AIM OF THE TASK:
Go through the listing beneath this task and return every line that carries the string "minimum".

THE DATA:

use std::f64::consts::PI;
use crate::mesh::MeshGeometry;
use crate::numerics::bessel::{i0_scaled, i1_scaled};
use crate::numerics::brent::{find_root, min_from_deriv};
use crate::numerics::deriv::ridders;
use crate::state::Disk;


/**
 * The two ways of evaluating the stability parameter. The numerical
 * (Rafikov 2001) variant carries the abscissa of its last minimum so each
 * evaluation warm-starts from the previous one.
 */
#[derive(Clone, Debug)]
pub enum QEval {
    Analytic,
    Numerical { most_recent_q: f64 },
}


// Everything Q needs at one cell: the gas Q, one (Q_*, sigma_*/sigma_g)
// pair per active stellar component, and the thickness corrections.
#[derive(Clone)]
pub struct QParams {
    pub qg: f64,
    pub qsi: Vec<f64>,
    pub ri: Vec<f64>,
    pub thick_gas: f64,
    pub thick_stars: f64,
    pub fixed_q: f64,
}


// ============================================================================
/// Gas Toomre parameter at cell i (thickness-free)
pub fn q_gas(disk: &Disk, geom: &MeshGeometry, chi: f64, i: usize) -> f64 {
    (2.0 * (geom.beta[i] + 1.0)).sqrt() * geom.u[i] * disk.sig[i]
        / (PI * chi * geom.x[i] * disk.col[i])
}

/// Stellar Toomre parameter at cell i from the summed active populations
pub fn q_stars(disk: &Disk, geom: &MeshGeometry, chi: f64, i: usize) -> f64 {
    (2.0 * (geom.beta[i] + 1.0)).sqrt() * geom.u[i] * disk.active_sig_st_r(i)
        / (PI * chi * geom.x[i] * disk.active_col_st(i))
}

/**
 * Assemble the Q inputs for one cell. The stellar thickness correction
 * follows Romeo-Wiegert: 0.8 + 0.7 sigma_z/sigma_R of the active stars.
 */
pub fn q_params(disk: &Disk, geom: &MeshGeometry, chi: f64, i: usize) -> QParams {
    let pre = (2.0 * (geom.beta[i] + 1.0)).sqrt() * geom.u[i] / (PI * chi * geom.x[i]);
    let qsi = disk
        .sps_active
        .iter()
        .map(|sp| pre * sp.sig_r[i] / sp.col[i])
        .collect();
    let ri = disk.sps_active.iter().map(|sp| sp.sig_r[i] / disk.sig[i]).collect();
    let sig_r = disk.active_sig_st_r(i);
    let sig_z = disk.active_sig_st_z(i);
    QParams {
        qg: pre * disk.sig[i] / disk.col[i],
        qsi,
        ri,
        thick_gas: disk.params.thickness,
        thick_stars: 0.8 + 0.7 * sig_z / sig_r,
        fixed_q: disk.params.fixed_q,
    }
}


// ============================================================================
/**
 * Thickness-corrected two-component Q of Romeo & Wiegert (2011), with the
 * multiple stellar components first collapsed onto an effective (Q_*, r_s).
 */
pub fn q_romeo_wiegert(p: &QParams) -> f64 {
    if p.qsi.is_empty() {
        return p.qg * p.thick_gas;
    }
    let mut qsinv_ri3 = 0.0;
    let mut qsinv_ri = 0.0;
    for i in 0..p.qsi.len() {
        qsinv_ri3 += p.ri[i] * p.ri[i] * p.ri[i] / p.qsi[i];
        qsinv_ri += p.ri[i] / p.qsi[i];
    }
    let rs = (qsinv_ri3 / qsinv_ri).sqrt();
    let qst = rs / qsinv_ri;
    let w = 2.0 / (rs + 1.0 / rs);

    if qst * p.thick_stars > p.qg * p.thick_gas {
        1.0 / (w / (qst * p.thick_stars) + 1.0 / (p.qg * p.thick_gas))
    } else {
        1.0 / (1.0 / (qst * p.thick_stars) + w / (p.qg * p.thick_gas))
    }
}


/**
 * The Rafikov (2001) marginal-stability function Q(q) at dimensionless
 * wavenumber q. Q is its minimum over q > 0.
 */
pub fn qq(q: f64, p: &QParams) -> f64 {
    if q <= 0.0 {
        // keeps the minimizer from wandering across q = 0
        return 1.0e30;
    }
    let mut sum = 0.0;
    for i in 0..p.qsi.len() {
        let qr = q * p.ri[i];
        sum += (1.0 / p.qsi[i]) * (1.0 - i0_scaled(qr * qr)) / qr;
    }
    1.0 / (2.0 / p.qg * q / (1.0 + q * q) + 2.0 * sum)
}


/// dQ(q)/dq for the Rafikov function; its roots locate the extrema
pub fn dqdq(q: f64, p: &QParams) -> f64 {
    let mut sum = 0.0;
    let mut sum2 = 0.0;
    for i in 0..p.qsi.len() {
        let r = p.ri[i];
        let i0e = i0_scaled(q * q * r * r);
        let i1e = i1_scaled(q * q * r * r);
        sum += (1.0 / p.qsi[i]) * (1.0 - i0e) / (q * r);
        sum2 += (2.0 * i0e * r - 2.0 * i1e * r) / p.qsi[i];
    }
    let denom_part = q / (p.qg * (1.0 + q * q)) + sum;
    -((1.0 - q * q) / ((1.0 + q * q) * (1.0 + q * q) * p.qg) - sum / q + sum2)
        / (2.0 * denom_part * denom_part)
}


/**
 * Numerical Q: minimize the Rafikov function over q, warm-starting from
 * (and updating) the cached abscissa.
 */
pub fn q_rafikov(p: &QParams, abscissa: &mut f64) -> f64 {
    if *abscissa <= 0.0 {
        *abscissa = 1.0;
    }
    match min_from_deriv(|q| dqdq(q, p), |q| qq(q, p), abscissa) {
        Some(min) => p.thick_gas * min,
        None => -p.thick_gas,
    }
}


/// Q in whichever mode the disk is configured for
pub fn q_of(p: &QParams, eval: &mut QEval) -> f64 {
    match eval {
        QEval::Analytic => q_romeo_wiegert(p),
        QEval::Numerical { most_recent_q } => q_rafikov(p, most_recent_q),
    }
}


// ============================================================================
/**
 * Q(state rescaled by s) - Q_f, where s multiplies every velocity
 * dispersion jointly (the r_i stay put while the Q's scale).
 */
fn qmf_q(p: &mut QParams, s: f64, eval: &mut QEval) -> f64 {
    p.qg *= s;
    for q in p.qsi.iter_mut() {
        *q *= s;
    }
    let val = q_of(p, eval) - p.fixed_q;
    p.qg /= s;
    for q in p.qsi.iter_mut() {
        *q /= s;
    }
    val
}

/**
 * Same, but only the gas dispersion varies; the stars are held fixed, so
 * the ratios r_i shrink as s grows.
 */
fn qmf_q_fst(p: &mut QParams, s: f64, eval: &mut QEval) -> f64 {
    p.qg *= s;
    for r in p.ri.iter_mut() {
        *r /= s;
    }
    let val = q_of(p, eval) - (p.fixed_q - 1.0e-12);
    p.qg /= s;
    for r in p.ri.iter_mut() {
        *r *= s;
    }
    val
}


/**
 * Rescale the velocity dispersions cell by cell until Q = Q_f everywhere.
 * With fixed_phi0 the gas and stellar dispersions vary jointly; when the
 * joint factor would push a stellar dispersion below its floor, that cell
 * falls back to gas-only rescaling with a warning.
 */
pub fn enforce_fixed_q(
    disk: &mut Disk,
    geom: &MeshGeometry,
    chi: f64,
    fixed_phi0: bool,
) -> anyhow::Result<()> {
    let min_sig_st = disk.params.min_sig_st;
    for i in 0..disk.nx {
        let mut p = q_params(disk, geom, chi, i);
        let mut eval = disk.q_eval.clone();
        let mut factor = 1.0;

        let mut joint = fixed_phi0;
        if joint {
            find_root(|s| qmf_q(&mut p, s, &mut eval), &mut factor).map_err(|e| {
                anyhow::anyhow!("EnforceFixedQ failed to bracket at cell {}: {}", i, e)
            })?;
            let violates = disk
                .sps_active
                .iter()
                .chain(disk.sps_passive.iter())
                .any(|sp| sp.sig_r[i] * factor < min_sig_st || sp.sig_z[i] * factor < min_sig_st);
            if violates {
                eprintln!(
                    "WARNING: joint rescaling at cell {} would violate the stellar dispersion floor; \
                     rescaling the gas only",
                    i
                );
                joint = false;
                factor = 1.0;
            }
        }
        if !joint {
            find_root(|s| qmf_q_fst(&mut p, s, &mut eval), &mut factor).map_err(|e| {
                anyhow::anyhow!("EnforceFixedQ failed to bracket at cell {}: {}", i, e)
            })?;
        }

        disk.sig[i] *= factor;
        if joint {
            for sp in disk.sps_active.iter_mut().chain(disk.sps_passive.iter_mut()) {
                sp.sig_r[i] = (sp.sig_r[i] * factor).max(min_sig_st);
                sp.sig_z[i] = (sp.sig_z[i] * factor).max(min_sig_st);
            }
        }
        disk.q_eval = eval;
    }
    Ok(())
}


// ============================================================================
/**
 * Evaluate Q with one of its inputs replaced by sv: var 0 is Q_g, the next
 * n are the Q_*_i, the n after that the r_i. The backbone of the numerical
 * partial derivatives.
 */
fn var_q(p: &mut QParams, var: usize, sv: f64, eval: &mut QEval) -> f64 {
    let n = p.qsi.len();
    if var == 0 {
        let saved = p.qg;
        p.qg = sv;
        let val = q_of(p, eval);
        p.qg = saved;
        val
    } else if var <= n {
        let saved = p.qsi[var - 1];
        p.qsi[var - 1] = sv;
        let val = q_of(p, eval);
        p.qsi[var - 1] = saved;
        val
    } else if var <= 2 * n {
        let saved = p.ri[var - 1 - n];
        p.ri[var - 1 - n] = sv;
        let val = q_of(p, eval);
        p.ri[var - 1 - n] = saved;
        val
    } else {
        panic!("var_q: variable index {} out of range", var);
    }
}


/**
 * Fill the partial derivatives of Q with respect to every state variable.
 * Analytic mode uses the closed forms of the two-component Romeo-Wiegert
 * Q; numerical mode differentiates the Rafikov Q by Ridders' method and
 * carries the error estimates along.
 */
pub fn compute_partials(disk: &mut Disk, geom: &MeshGeometry, chi: f64) -> anyhow::Result<()> {
    if disk.params.analytic_q {
        compute_partials_analytic(disk, geom, chi)
    } else {
        compute_partials_numerical(disk, geom, chi)
    }
}

fn compute_partials_analytic(disk: &mut Disk, geom: &MeshGeometry, chi: f64) -> anyhow::Result<()> {
    if disk.sps_active.len() > 1 {
        eprintln!(
            "WARNING: analytic partials treat the {} active populations as one component",
            disk.sps_active.len()
        );
    }
    for i in 0..disk.nx {
        let col = disk.col[i];
        let sig = disk.sig[i];
        let col_st = disk.active_col_st(i);
        let sig_st = disk.active_sig_st_r(i);

        let qst = q_stars(disk, geom, chi, i);
        let qg = q_gas(disk, geom, chi, i);

        let s2 = sig * sig;
        let st2 = sig_st * sig_st;

        let (dqd_s, dqds, dqd_s_st, dqds_st);
        if qst > qg {
            let den = (col + 2.0 * col_st) * s2 + col * st2;
            dqd_s = -(col * (s2 + st2).powi(2) / (den * den)) * qg;
            dqds = col * (2.0 * col_st * s2 * (s2 - st2) + col * (s2 + st2).powi(2))
                / (sig * den * den)
                * qg;
            dqd_s_st = -(2.0 * col_st * s2 * sig * (s2 + st2) / (sig_st * den * den)) * qst;
            dqds_st = 4.0 * col_st * col_st * s2 * sig / (den * den) * qst;
        } else {
            let den = col_st * s2 + (2.0 * col + col_st) * st2;
            dqd_s = -2.0 * col * st2 * sig_st * (s2 + st2) * qg / (sig * den * den);
            dqds = 4.0 * col * col * st2 * sig_st / (den * den) * qg;
            dqd_s_st = -(col_st * (s2 + st2).powi(2) / (den * den)) * qst;
            dqds_st = col_st
                * (2.0 * col * st2 * (st2 - s2) + col_st * (s2 + st2).powi(2))
                / (sig_st * den * den)
                * qst;
        }

        if !dqd_s.is_finite() || !dqds.is_finite() || !dqd_s_st.is_finite() || !dqds_st.is_finite()
        {
            anyhow::bail!(
                "error computing partials at cell {}: dQdS={} dQds={} dQdS*={} dQds*={} Qst={} Qg={}",
                i, dqd_s, dqds, dqd_s_st, dqds_st, qst, qg
            );
        }

        disk.dqd_s[i] = dqd_s;
        disk.dqds[i] = dqds;
        disk.dqd_s_err[i] = 0.0;
        disk.dqds_err[i] = 0.0;
        for (s, sp) in disk.sps_active.iter_mut().enumerate() {
            // the single-component forms attribute the whole stellar
            // response to the first population
            let (a, b) = if s == 0 { (dqd_s_st, dqds_st) } else { (0.0, 0.0) };
            sp.dqd_s[i] = a;
            sp.dqds_r[i] = b;
            sp.dqds_z[i] = 0.0;
            sp.dqd_s_err[i] = 0.0;
            sp.dqds_err[i] = 0.0;
        }
    }
    Ok(())
}

fn compute_partials_numerical(disk: &mut Disk, geom: &MeshGeometry, chi: f64) -> anyhow::Result<()> {
    let npop = disk.sps_active.len();
    let nx = disk.nx;

    for i in 0..nx {
        let base = q_params(disk, geom, chi, i);
        let mut eval = disk.q_eval.clone();

        let mut aux = Vec::with_capacity(2 * npop + 1);
        let mut aux_err = Vec::with_capacity(2 * npop + 1);
        for k in 0..=2 * npop {
            let val = if k == 0 {
                base.qg
            } else if k <= npop {
                base.qsi[k - 1]
            } else {
                base.ri[k - 1 - npop]
            };
            let mut p = base.clone();
            let h = (val.abs() * 1.0e-4).max(1.0e-8);
            let (result, error) = ridders(|v| var_q(&mut p, k, v, &mut eval), val, h);
            aux.push(result);
            aux_err.push(error);
        }

        let col = disk.col[i];
        let sig = disk.sig[i];

        disk.dqd_s[i] = aux[0] * (-base.qg / col);
        disk.dqd_s_err[i] = (aux_err[0] * base.qg / col).abs();
        let mut sum = 0.0;
        let mut errsum = 0.0;
        for j in 0..npop {
            sum += aux[j + 1 + npop] * (-base.ri[j] / sig);
            errsum = (errsum * errsum + (aux_err[j + 1 + npop] * base.ri[j] / sig).powi(2)).sqrt();
        }
        disk.dqds[i] = aux[0] * (base.qg / sig) + sum;
        disk.dqds_err[i] = ((aux_err[0] * base.qg / sig).powi(2) + errsum * errsum).sqrt();

        for k in 0..npop {
            let sp = &mut disk.sps_active[k];
            sp.dqd_s[i] = aux[k + 1] * (-base.qsi[k] / sp.col[i]);
            sp.dqds_r[i] = aux[k + 1] * (base.qsi[k] / sp.sig_r[i])
                + aux[k + 1 + npop] * (base.ri[k] / sp.sig_r[i]);
            sp.dqds_z[i] = 0.0;
            sp.dqd_s_err[i] = (aux_err[k + 1] * base.qsi[k] / sp.col[i]).abs();
            sp.dqds_err[i] = ((aux_err[k + 1] * base.qsi[k] / sp.sig_r[i]).powi(2)
                + (aux_err[k + 1 + npop] * base.ri[k] / sp.sig_r[i]).powi(2))
            .sqrt();
        }

        if !disk.dqd_s[i].is_finite() || !disk.dqds[i].is_finite() {
            anyhow::bail!(
                "error computing numerical partials at cell {}: dQdS={} dQds={}",
                i, disk.dqd_s[i], disk.dqds[i]
            );
        }
        disk.q_eval = eval;
    }
    Ok(())
}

OUTPUT OF THE EXERCISE:
 * (Rafikov 2001) variant carries the abscissa of its last minimum so each
 * wavenumber q. Q is its minimum over q > 0.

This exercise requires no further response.